Make an exact copy of all the data.

*INPUT DATA*
□ □ □ □ □
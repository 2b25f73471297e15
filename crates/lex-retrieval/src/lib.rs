pub mod index;
pub mod memory;
pub mod qdrant;
pub mod service;
pub mod weights;

pub use index::{Candidate, ChunkFilter, LegalIndex};
pub use memory::{cosine_similarity, MemoryLegalIndex, MockEmbedModel};
pub use qdrant::QdrantLegalIndex;
pub use service::{LegalRetrievalService, SearchOptions};
pub use weights::HierarchyWeights;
□ □ □ □ □
*ANSWER*
repository 2b25f73471297e15
filename crates/lex-retrieval/src/lib.rs
pub mod index;
pub mod memory;
pub mod qdrant;
pub mod service;
pub mod weights;

pub use index::{Candidate, ChunkFilter, LegalIndex};
pub use memory::{cosine_similarity, MemoryLegalIndex, MockEmbedModel};
pub use qdrant::QdrantLegalIndex;
pub use service::{LegalRetrievalService, SearchOptions};
pub use weights::HierarchyWeights;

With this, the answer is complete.